● **PROMPT**: Please copy each line from the entries that contains the string "first".
───── MATERIALS PROVIDED ─────
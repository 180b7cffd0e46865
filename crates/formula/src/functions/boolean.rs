//! Equality and comparison operators plus boolean tests.

use std::cmp::Ordering;

use crate::argument::ArgumentType;
use crate::context::RuntimeFormulaContext;
use crate::error::FormulaResult;
use crate::value::Value;

use super::{Category, Example, FormulaFunction, FormulaKind, FunctionRegistry, any_arg, number_arg};

const ANY_PAIR: &[ArgumentType] = &[ArgumentType::any(), ArgumentType::any()];
const NUMBER: &[ArgumentType] = &[ArgumentType::number()];

pub(super) fn register(registry: &mut FunctionRegistry) {
    registry.register(Equal);
    registry.register(NotEqual);
    registry.register(Comparison::GREATER_THAN);
    registry.register(Comparison::LESS_THAN);
    registry.register(Comparison::GREATER_THAN_OR_EQUAL);
    registry.register(Comparison::LESS_THAN_OR_EQUAL);
    registry.register(IsEven);
    registry.register(IsOdd);
    registry.register(RandomBool);
    registry.register(IsEmpty);
}

pub struct Equal;

impl FormulaFunction for Equal {
    fn name(&self) -> &'static str {
        "equal"
    }

    fn category(&self) -> Category {
        Category::Boolean
    }

    fn kind(&self) -> FormulaKind {
        FormulaKind::Operator
    }

    fn operator_symbol(&self) -> Option<&'static str> {
        Some("=")
    }

    fn args(&self) -> Option<&'static [ArgumentType]> {
        Some(ANY_PAIR)
    }

    fn description(&self) -> &'static str {
        "Checks whether two values are equal. Values of different types are never equal."
    }

    fn examples(&self) -> &'static [Example] {
        &[
            Example {
                formula: "2 = 2",
                result: "true",
            },
            Example {
                formula: "'2' = 2",
                result: "false",
            },
        ]
    }

    fn execute(&self, _context: &RuntimeFormulaContext, args: Vec<Value>) -> FormulaResult<Value> {
        let equal = any_arg(&args, 0).strict_equals(any_arg(&args, 1));
        Ok(Value::Boolean(equal))
    }
}

pub struct NotEqual;

impl FormulaFunction for NotEqual {
    fn name(&self) -> &'static str {
        "not_equal"
    }

    fn category(&self) -> Category {
        Category::Boolean
    }

    fn kind(&self) -> FormulaKind {
        FormulaKind::Operator
    }

    fn operator_symbol(&self) -> Option<&'static str> {
        Some("!=")
    }

    fn args(&self) -> Option<&'static [ArgumentType]> {
        Some(ANY_PAIR)
    }

    fn description(&self) -> &'static str {
        "Checks whether two values are different."
    }

    fn examples(&self) -> &'static [Example] {
        &[Example {
            formula: "2 != 3",
            result: "true",
        }]
    }

    fn execute(&self, _context: &RuntimeFormulaContext, args: Vec<Value>) -> FormulaResult<Value> {
        let equal = any_arg(&args, 0).strict_equals(any_arg(&args, 1));
        Ok(Value::Boolean(!equal))
    }
}

/// The four ordering operators share one implementation.
///
/// Only number/number and text/text pairs are ordered; any other pairing yields `null`.
pub struct Comparison {
    name: &'static str,
    symbol: &'static str,
    description: &'static str,
    examples: &'static [Example],
    accepts: fn(Ordering) -> bool,
}

impl Comparison {
    const GREATER_THAN: Comparison = Comparison {
        name: "greater_than",
        symbol: ">",
        description: "Checks whether the first value is greater than the second.",
        examples: &[Example {
            formula: "3 > 2",
            result: "true",
        }],
        accepts: Ordering::is_gt,
    };

    const LESS_THAN: Comparison = Comparison {
        name: "less_than",
        symbol: "<",
        description: "Checks whether the first value is less than the second.",
        examples: &[Example {
            formula: "2 < 3",
            result: "true",
        }],
        accepts: Ordering::is_lt,
    };

    const GREATER_THAN_OR_EQUAL: Comparison = Comparison {
        name: "greater_than_or_equal",
        symbol: ">=",
        description: "Checks whether the first value is greater than or equal to the second.",
        examples: &[Example {
            formula: "3 >= 3",
            result: "true",
        }],
        accepts: Ordering::is_ge,
    };

    const LESS_THAN_OR_EQUAL: Comparison = Comparison {
        name: "less_than_or_equal",
        symbol: "<=",
        description: "Checks whether the first value is less than or equal to the second.",
        examples: &[Example {
            formula: "3 <= 2",
            result: "false",
        }],
        accepts: Ordering::is_le,
    };
}

impl FormulaFunction for Comparison {
    fn name(&self) -> &'static str {
        self.name
    }

    fn category(&self) -> Category {
        Category::Boolean
    }

    fn kind(&self) -> FormulaKind {
        FormulaKind::Operator
    }

    fn operator_symbol(&self) -> Option<&'static str> {
        Some(self.symbol)
    }

    fn args(&self) -> Option<&'static [ArgumentType]> {
        Some(ANY_PAIR)
    }

    fn description(&self) -> &'static str {
        self.description
    }

    fn examples(&self) -> &'static [Example] {
        self.examples
    }

    fn execute(&self, _context: &RuntimeFormulaContext, args: Vec<Value>) -> FormulaResult<Value> {
        let ordering = any_arg(&args, 0).compare(any_arg(&args, 1));
        Ok(ordering
            .map(|ordering| Value::Boolean((self.accepts)(ordering)))
            .unwrap_or(Value::Null))
    }
}

pub struct IsEven;

impl FormulaFunction for IsEven {
    fn name(&self) -> &'static str {
        "is_even"
    }

    fn category(&self) -> Category {
        Category::Boolean
    }

    fn args(&self) -> Option<&'static [ArgumentType]> {
        Some(NUMBER)
    }

    fn description(&self) -> &'static str {
        "Checks whether a number is even."
    }

    fn examples(&self) -> &'static [Example] {
        &[Example {
            formula: "is_even(12)",
            result: "true",
        }]
    }

    fn execute(&self, _context: &RuntimeFormulaContext, args: Vec<Value>) -> FormulaResult<Value> {
        let number = number_arg(self.name(), &args, 0)?;
        Ok(Value::Boolean(number % 2.0 == 0.0))
    }
}

pub struct IsOdd;

impl FormulaFunction for IsOdd {
    fn name(&self) -> &'static str {
        "is_odd"
    }

    fn category(&self) -> Category {
        Category::Boolean
    }

    fn args(&self) -> Option<&'static [ArgumentType]> {
        Some(NUMBER)
    }

    fn description(&self) -> &'static str {
        "Checks whether a number is odd."
    }

    fn examples(&self) -> &'static [Example] {
        &[Example {
            formula: "is_odd(12)",
            result: "false",
        }]
    }

    fn execute(&self, _context: &RuntimeFormulaContext, args: Vec<Value>) -> FormulaResult<Value> {
        let number = number_arg(self.name(), &args, 0)?;
        Ok(Value::Boolean(number % 2.0 != 0.0))
    }
}

pub struct RandomBool;

impl FormulaFunction for RandomBool {
    fn name(&self) -> &'static str {
        "random_bool"
    }

    fn category(&self) -> Category {
        Category::Boolean
    }

    fn args(&self) -> Option<&'static [ArgumentType]> {
        Some(&[])
    }

    fn description(&self) -> &'static str {
        "Returns true or false at random."
    }

    fn examples(&self) -> &'static [Example] {
        &[Example {
            formula: "random_bool()",
            result: "true",
        }]
    }

    fn execute(&self, _context: &RuntimeFormulaContext, _args: Vec<Value>) -> FormulaResult<Value> {
        Ok(Value::Boolean(rand::random()))
    }
}

/// True for null, blank text, an empty array and an empty object.
pub struct IsEmpty;

impl FormulaFunction for IsEmpty {
    fn name(&self) -> &'static str {
        "is_empty"
    }

    fn category(&self) -> Category {
        Category::Boolean
    }

    fn args(&self) -> Option<&'static [ArgumentType]> {
        const ARGS: &[ArgumentType] = &[ArgumentType::any()];
        Some(ARGS)
    }

    fn description(&self) -> &'static str {
        "Checks whether a value is empty."
    }

    fn examples(&self) -> &'static [Example] {
        &[
            Example {
                formula: "is_empty('')",
                result: "true",
            },
            Example {
                formula: "is_empty('hello')",
                result: "false",
            },
        ]
    }

    fn execute(&self, _context: &RuntimeFormulaContext, args: Vec<Value>) -> FormulaResult<Value> {
        let empty = match any_arg(&args, 0) {
            Value::Null => true,
            Value::String(text) => text.trim().is_empty(),
            Value::Array(items) => items.is_empty(),
            Value::Object(entries) => entries.is_empty(),
            Value::Number(_) | Value::Boolean(_) | Value::DateTime(_) => false,
        };
        Ok(Value::Boolean(empty))
    }
}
─────
● **SOLUTION TO THIS EXERCISE**:
        description: "Checks whether the first value is greater than the second.",
        description: "Checks whether the first value is less than the second.",
        description: "Checks whether the first value is greater than or equal to the second.",
        description: "Checks whether the first value is less than or equal to the second.",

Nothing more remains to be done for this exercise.